HOW TO COMPLETE THIS TASK
Pull every line holding the word "repeat" from the data below and copy it.

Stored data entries
//! Key source resolution for lock creation.
//!
//! A creation request carries exactly one of:
//! - an envelope plus salt sealed upstream under a user passphrase, stored
//!   verbatim as [`SealMode::Passphrase`]
//! - plaintext, sealed here under the system key and stored as
//!   [`SealMode::SystemKey`]
//!
//! All checks run before any sealing or storage work.

use serde::{Deserialize, Serialize};
use zeroize::Zeroize;

use crate::crypto::{Envelope, Salt, SystemKey};
use crate::error::{LaterlockError, Result};
use crate::storage::SealMode;

/// Default plaintext ceiling, in characters.
pub const MAX_CONTENT_CHARS: usize = 2000;

/// Fixed allowance added to the scaled plaintext ceiling for the envelope.
pub const ENVELOPE_OVERHEAD_CHARS: usize = 64;

/// Incoming creation request, camelCase on the wire.
///
/// Empty strings are treated as absent.
#[derive(Debug, Clone, Default, Serialize, Deserialize)]
#[serde(rename_all = "camelCase")]
pub struct CreateLockRequest {
    #[serde(default)]
    pub title: Option<String>,
    #[serde(default)]
    pub content: Option<String>,
    #[serde(default)]
    pub delay_minutes: Option<i64>,
    #[serde(default)]
    pub encrypted_content: Option<String>,
    #[serde(default)]
    pub salt: Option<String>,
}

/// Size ceilings enforced at creation.
#[derive(Debug, Clone, Copy, PartialEq, Eq)]
pub struct ContentLimits {
    pub max_plaintext_chars: usize,
    pub max_envelope_chars: usize,
}

impl ContentLimits {
    /// Envelope ceiling sized for encryption and base64 expansion:
    /// `ceil(1.5 * max_plaintext_chars) + 64`.
    pub fn for_plaintext(max_plaintext_chars: usize) -> Self {
        Self {
            max_plaintext_chars,
            max_envelope_chars: (max_plaintext_chars * 3).div_ceil(2) + ENVELOPE_OVERHEAD_CHARS,
        }
    }
}

impl Default for ContentLimits {
    fn default() -> Self {
        Self::for_plaintext(MAX_CONTENT_CHARS)
    }
}

/// Sealed content ready for storage.
#[derive(Debug, Clone, PartialEq, Eq)]
pub struct ResolvedContent {
    pub sealed_content: Envelope,
    pub salt: Salt,
    pub seal_mode: SealMode,
}

/// A validated creation request whose content has been resolved.
#[derive(Debug, Clone, PartialEq, Eq)]
pub struct NewLock {
    pub title: Option<String>,
    pub delay_minutes: u32,
    pub content: ResolvedContent,
}

/// Decides which secret seals a new lock's content.
#[derive(Debug, Clone)]
pub struct KeySourceResolver {
    system_key: Option<SystemKey>,
    limits: ContentLimits,
}

fn present(value: Option<String>) -> Option<String> {
    value.filter(|v| !v.is_empty())
}

impl KeySourceResolver {
    pub fn new(system_key: Option<SystemKey>) -> Self {
        Self {
            system_key,
            limits: ContentLimits::default(),
        }
    }

    pub fn with_limits(mut self, limits: ContentLimits) -> Self {
        self.limits = limits;
        self
    }

    pub fn limits(&self) -> ContentLimits {
        self.limits
    }

    /// Validate a request and seal its content if needed.
    ///
    /// Takes the request by value so plaintext is wiped once sealed.
    ///
    /// # Errors
    ///
    /// Returns `LaterlockError::Validation` if:
    /// - `delayMinutes` is missing, not positive, or too large
    /// - both or neither of plaintext and envelope are supplied
    /// - an envelope arrives without its salt, or a salt without an envelope
    /// - content exceeds its ceiling
    ///
    /// Returns `LaterlockError::Crypto` if plaintext is supplied but no system
    /// key is configured.
    pub fn resolve(&self, request: CreateLockRequest) -> Result<NewLock> {
        let delay_minutes = Self::validate_delay(request.delay_minutes)?;
        let title = request
            .title
            .map(|t| t.trim().to_string())
            .filter(|t| !t.is_empty());

        let plaintext = present(request.content);
        let envelope = present(request.encrypted_content);
        let salt = present(request.salt);

        let content = match (plaintext, envelope, salt) {
            (Some(_), Some(_), _) => {
                return Err(LaterlockError::Validation(
                    "Supply either content or encryptedContent, not both".to_string(),
                ))
            }
            (Some(_), None, Some(_)) => {
                return Err(LaterlockError::Validation(
                    "A salt is only accepted together with encryptedContent".to_string(),
                ))
            }
            (None, None, _) => {
                return Err(LaterlockError::Validation(
                    "Content is required".to_string(),
                ))
            }
            (None, Some(_), None) => {
                return Err(LaterlockError::Validation(
                    "encryptedContent requires its salt".to_string(),
                ))
            }
            (None, Some(envelope), Some(salt)) => self.accept_sealed(&envelope, &salt)?,
            (Some(plaintext), None, None) => self.seal_plaintext(plaintext)?,
        };

        Ok(NewLock {
            title,
            delay_minutes,
            content,
        })
    }

    fn validate_delay(delay_minutes: Option<i64>) -> Result<u32> {
        let minutes = delay_minutes.ok_or_else(|| {
            LaterlockError::Validation("Delay minutes are required".to_string())
        })?;
        if minutes <= 0 {
            return Err(LaterlockError::Validation(
                "Delay minutes must be a positive integer".to_string(),
            ));
        }
        u32::try_from(minutes).map_err(|_| {
            LaterlockError::Validation(format!("Delay of {} minutes is too large", minutes))
        })
    }

    fn accept_sealed(&self, envelope: &str, salt: &str) -> Result<ResolvedContent> {
        if envelope.chars().count() > self.limits.max_envelope_chars {
            return Err(LaterlockError::Validation(
                "Encrypted content exceeds maximum allowed size".to_string(),
            ));
        }
        let sealed_content = Envelope::parse(envelope)?;
        let salt = Salt::from_hex(salt)?;

        Ok(ResolvedContent {
            sealed_content,
            salt,
            seal_mode: SealMode::Passphrase,
        })
    }

    fn seal_plaintext(&self, mut plaintext: String) -> Result<ResolvedContent> {
        if plaintext.chars().count() > self.limits.max_plaintext_chars {
            plaintext.zeroize();
            return Err(LaterlockError::Validation(format!(
                "Content exceeds maximum length of {} characters",
                self.limits.max_plaintext_chars
            )));
        }

        let Some(system_key) = self.system_key.as_ref() else {
            plaintext.zeroize();
            return Err(LaterlockError::Crypto(
                "System key is not configured".to_string(),
            ));
        };

        let sealed = system_key.seal(&plaintext);
        plaintext.zeroize();
        let sealed = sealed?;

        Ok(ResolvedContent {
            sealed_content: sealed.envelope,
            salt: sealed.salt,
            seal_mode: SealMode::SystemKey,
        })
    }
}

#[cfg(test)]
mod tests {
    use super::*;

    const ENVELOPE: &str = "ZGVmZ2hpamtsbW5vf0mftnG1Mi7K5ezlIijnikMO/XGhGMgwdg+81L6W8/D41lnfU/yq";
    const SALT: &str = "000102030405060708090a0b0c0d0e0f";

    fn resolver() -> KeySourceResolver {
        KeySourceResolver::new(None)
    }

    fn sealed_request() -> CreateLockRequest {
        CreateLockRequest {
            title: Some("  Letter  ".to_string()),
            content: None,
            delay_minutes: Some(60),
            encrypted_content: Some(ENVELOPE.to_string()),
            salt: Some(SALT.to_string()),
        }
    }

    #[test]
    fn test_default_limits() {
        let limits = ContentLimits::default();
        assert_eq!(limits.max_plaintext_chars, 2000);
        assert_eq!(limits.max_envelope_chars, 3064);
        assert_eq!(ContentLimits::for_plaintext(3).max_envelope_chars, 5 + 64);
    }

    #[test]
    fn test_sealed_path_stored_verbatim() {
        let new_lock = resolver().resolve(sealed_request()).unwrap();
        assert_eq!(new_lock.title.as_deref(), Some("Letter"));
        assert_eq!(new_lock.delay_minutes, 60);
        assert_eq!(new_lock.content.seal_mode, SealMode::Passphrase);
        assert_eq!(new_lock.content.sealed_content.as_str(), ENVELOPE);
        assert_eq!(new_lock.content.salt.to_hex(), SALT);
    }

    #[test]
    fn test_both_sources_rejected() {
        let mut request = sealed_request();
        request.content = Some("plain".to_string());
        let err = resolver().resolve(request).unwrap_err();
        assert!(matches!(err, LaterlockError::Validation(_)));
    }

    #[test]
    fn test_neither_source_rejected() {
        let mut request = sealed_request();
        request.encrypted_content = Some(String::new());
        request.salt = None;
        let err = resolver().resolve(request).unwrap_err();
        assert_eq!(err.to_string(), "Validation error: Content is required");
    }

    #[test]
    fn test_envelope_without_salt_rejected() {
        let mut request = sealed_request();
        request.salt = None;
        assert!(resolver().resolve(request).is_err());

        let request = CreateLockRequest {
            content: Some("plain".to_string()),
            salt: Some(SALT.to_string()),
            delay_minutes: Some(1),
            ..Default::default()
        };
        assert!(resolver().resolve(request).is_err());
    }

    #[test]
    fn test_delay_validation() {
        for delay in [None, Some(0), Some(-5), Some(i64::from(u32::MAX) + 1)] {
            let mut request = sealed_request();
            request.delay_minutes = delay;
            assert!(
                matches!(
                    resolver().resolve(request),
                    Err(LaterlockError::Validation(_))
                ),
                "delay {:?} accepted",
                delay
            );
        }
    }

    #[test]
    fn test_envelope_ceiling() {
        let mut request = sealed_request();
        request.encrypted_content = Some("A".repeat(3068));
        let err = resolver().resolve(request).unwrap_err();
        assert!(err.to_string().contains("maximum allowed size"));
    }

    #[test]
    fn test_plaintext_ceiling_counts_characters() {
        let request = CreateLockRequest {
            content: Some("é".repeat(2001)),
            delay_minutes: Some(1),
            ..Default::default()
        };
        let err = resolver().resolve(request).unwrap_err();
        assert!(err.to_string().contains("2000 characters"));
    }

    #[test]
    fn test_malformed_salt_rejected() {
        let mut request = sealed_request();
        request.salt = Some("not-hex".to_string());
        assert!(matches!(
            resolver().resolve(request),
            Err(LaterlockError::Validation(_))
        ));
    }

    #[test]
    fn test_plaintext_without_system_key_is_internal() {
        let request = CreateLockRequest {
            content: Some("hello".to_string()),
            delay_minutes: Some(1),
            ..Default::default()
        };
        let err = resolver().resolve(request).unwrap_err();
        assert!(err.is_internal());
    }

    #[test]
    fn test_plaintext_sealed_under_system_key() {
        let key = SystemKey::new("system-secret").unwrap();
        let resolver = KeySourceResolver::new(Some(key.clone()));
        let request = CreateLockRequest {
            content: Some("see you soon".to_string()),
            delay_minutes: Some(1),
            ..Default::default()
        };

        let new_lock = resolver.resolve(request).unwrap();
        assert_eq!(new_lock.content.seal_mode, SealMode::SystemKey);
        assert_ne!(new_lock.content.sealed_content.as_str(), "see you soon");
        let opened = key
            .unseal(&new_lock.content.sealed_content, &new_lock.content.salt)
            .unwrap();
        assert_eq!(opened, "see you soon");
    }

    #[test]
    fn test_request_deserializes_camel_case() {
        let request: CreateLockRequest = serde_json::from_str(
            r#"{"delayMinutes": 5, "encryptedContent": "abc", "salt": "00"}"#,
        )
        .unwrap();
        assert_eq!(request.delay_minutes, Some(5));
        assert_eq!(request.encrypted_content.as_deref(), Some("abc"));
        assert!(request.title.is_none());
    }
}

WRITTEN SOLUTION
        request.encrypted_content = Some("A".repeat(3068));
            content: Some("é".repeat(2001)),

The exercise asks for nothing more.